WhatsApp-Funktion soll kostenpflichtig werden

Annika Hommer, 8. Februar 2022

Der weltweit meistgenutzte Messenger, WhatsApp, erhält bald ein Update mit drei wesentlichen Veränderungen, die das Löschen von Nachrichten, das Reagieren auf Nachrichten und Backups von Chats betreffen.


Nachrichten können länger gelöscht werden

Eine der Änderungen betrifft das Zeitfenster, in der bereits gesendete Nachrichten nachträglich vom Verfasser wieder gelöscht werden können. Dies ist aktuell exakt eine Stunde, acht Minuten und 16 Sekunden nach dem Abschicken möglich, soll aber künftig auf rund zweieinhalb Tage, genau genommen 60 Stunden verlängert werden. Vor einigen Wochen hatte WhatsApp noch angekündigt, dass das Löschen von Nachrichten noch eine Woche nach dem Absenden möglich werden solle. Bis zur Veröffentlichung des Updates könnten also noch Änderungen vorgenommen werden. Seit Dezember ist es Admins von Gruppenchats indessen möglich, Nachrichten zusätzlich zu den Verfassern selbst zu löschen.


Emoji-Reaktionen auf Nachrichten


Mit dem Update soll es WhatsApp-Usern zudem möglich werden, mit Emojis direkt auf Nachrichten zu reagieren. Jene, die den Signal-Messenger nutzen, ist diese Funktion bereits bekannt. Zunächst sollen hierbei zur Reaktion das „Daumen hoch“- und Herzemoji, sowie der tränenlachende, der weinende und der erstaunte Smiley sowie die betenden Hände zur Verfügung stehen.


Back-Ups werden kostenpflichtig

Zum Schluss noch eine schlechte Nachricht: Wie das Team von „WABetaInfo“ berichtete, zeigen sich im Quellcode des noch nicht veröffentlichten Updates Hinweise darauf, dass der Google Drive-Speicherplatz künftig eingeschränkt wird. Wie groß der kostenlose Speicherplatz künftig sein wird, ist jedoch unklar.

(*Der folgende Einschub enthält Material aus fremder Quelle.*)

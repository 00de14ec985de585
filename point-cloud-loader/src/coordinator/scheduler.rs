/// Deferred incremental geometry updates
use std::collections::VecDeque;
use std::time::{Duration, Instant};

use crate::worker::LoadId;

/// Decides whether a mid-stream chunk may trigger another update.
#[derive(Debug, Clone, Copy)]
pub struct UpdateThrottle {
    interval: Duration,
}

impl UpdateThrottle {
    pub fn new(interval: Duration) -> Self {
        Self { interval }
    }

    /// Admit an update if `interval` has passed since the last one,
    /// recording `now` when it does.
    pub fn admit(&self, last_update: &mut Option<Instant>, now: Instant) -> bool {
        let due = last_update.is_none_or(|last| now.duration_since(last) >= self.interval);
        if due {
            *last_update = Some(now);
        }
        due
    }
}

/// When scheduled tasks become runnable.
#[derive(Debug, Clone, Copy, PartialEq, Eq)]
pub enum IdlePolicy {
    /// Run once the event queue is drained, or at the latest after `timeout`.
    Idle { timeout: Duration },
    /// Run after a fixed delay regardless of load.
    Timer { delay: Duration },
}

#[derive(Debug, Clone, PartialEq, Eq)]
pub struct IdleTask {
    pub filename: String,
    pub load_id: LoadId,
    deadline: Instant,
}

#[derive(Debug)]
pub struct IdleScheduler {
    policy: IdlePolicy,
    tasks: VecDeque<IdleTask>,
}

impl IdleScheduler {
    pub fn new(policy: IdlePolicy) -> Self {
        Self {
            policy,
            tasks: VecDeque::new(),
        }
    }

    pub fn schedule(&mut self, filename: &str, load_id: LoadId, now: Instant) {
        let wait = match self.policy {
            IdlePolicy::Idle { timeout } => timeout,
            IdlePolicy::Timer { delay } => delay,
        };
        self.tasks.push_back(IdleTask {
            filename: filename.to_string(),
            load_id,
            deadline: now + wait,
        });
    }

    /// Remove and return runnable tasks in scheduling order.
    /// `idle` reports that no worker events are waiting.
    pub fn take_due(&mut self, now: Instant, idle: bool) -> Vec<IdleTask> {
        let run_all = idle && matches!(self.policy, IdlePolicy::Idle { .. });
        let (due, waiting): (Vec<_>, Vec<_>) = self
            .tasks
            .drain(..)
            .partition(|task| run_all || now >= task.deadline);
        self.tasks = waiting.into();
        due
    }

    /// Earliest point at which a pending task must run.
    pub fn next_deadline(&self) -> Option<Instant> {
        self.tasks.iter().map(|task| task.deadline).min()
    }

    /// Drop pending tasks for a load that has ended.
    pub fn discard(&mut self, load_id: LoadId) {
        self.tasks.retain(|task| task.load_id != load_id);
    }

    pub fn len(&self) -> usize {
        self.tasks.len()
    }

    pub fn is_empty(&self) -> bool {
        self.tasks.is_empty()
    }

    pub fn clear(&mut self) {
        self.tasks.clear();
    }
}

#[cfg(test)]
mod tests {
    use super::*;

    const MS: Duration = Duration::from_millis(1);

    #[test]
    fn throttle_spaces_updates_by_interval() {
        let throttle = UpdateThrottle::new(500 * MS);
        let start = Instant::now();
        let mut last = Some(start);

        assert!(!throttle.admit(&mut last, start + 499 * MS));
        assert!(throttle.admit(&mut last, start + 500 * MS));
        assert_eq!(last, Some(start + 500 * MS));
        assert!(!throttle.admit(&mut last, start + 700 * MS));
        assert!(throttle.admit(&mut None, start));
    }

    #[test]
    fn idle_tasks_run_when_idle_or_past_deadline() {
        let mut scheduler = IdleScheduler::new(IdlePolicy::Idle { timeout: 100 * MS });
        let start = Instant::now();
        scheduler.schedule("a.ply", 1, start);
        scheduler.schedule("b.ply", 2, start + 50 * MS);

        assert!(scheduler.take_due(start + 10 * MS, false).is_empty());

        let overdue = scheduler.take_due(start + 120 * MS, false);
        assert_eq!(overdue.len(), 1);
        assert_eq!(overdue[0].filename, "a.ply");

        let idle = scheduler.take_due(start + 121 * MS, true);
        assert_eq!(idle[0].load_id, 2);
        assert!(scheduler.is_empty());
    }

    #[test]
    fn timer_policy_ignores_idleness() {
        let mut scheduler = IdleScheduler::new(IdlePolicy::Timer { delay: 16 * MS });
        let start = Instant::now();
        scheduler.schedule("a.ply", 1, start);

        assert!(scheduler.take_due(start, true).is_empty());
        assert_eq!(scheduler.next_deadline(), Some(start + 16 * MS));
        assert_eq!(scheduler.take_due(start + 16 * MS, false).len(), 1);
    }
}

Damit könnte sich die Funktion, WhatsApp-Chatverläufe unbegrenzt über die Google Drive- Cloud zu sichern, wegfallen. Derzeit ist es möglich, sowohl Gmail als auch Google Fotos-Daten mit einer Größe von maximal 15GB kostenfrei in der Cloud zu speichern. Künftig soll es den Usern dann freigestellt werden, für welche Daten, inklusive WhatsApp-Backups, dieser Speicher genutzt werden kann. Dieses limitierte Backup-Volumen soll allerdings, ähnlich wie bei der Apple iCloud kostenpflichtig erweitert werden können.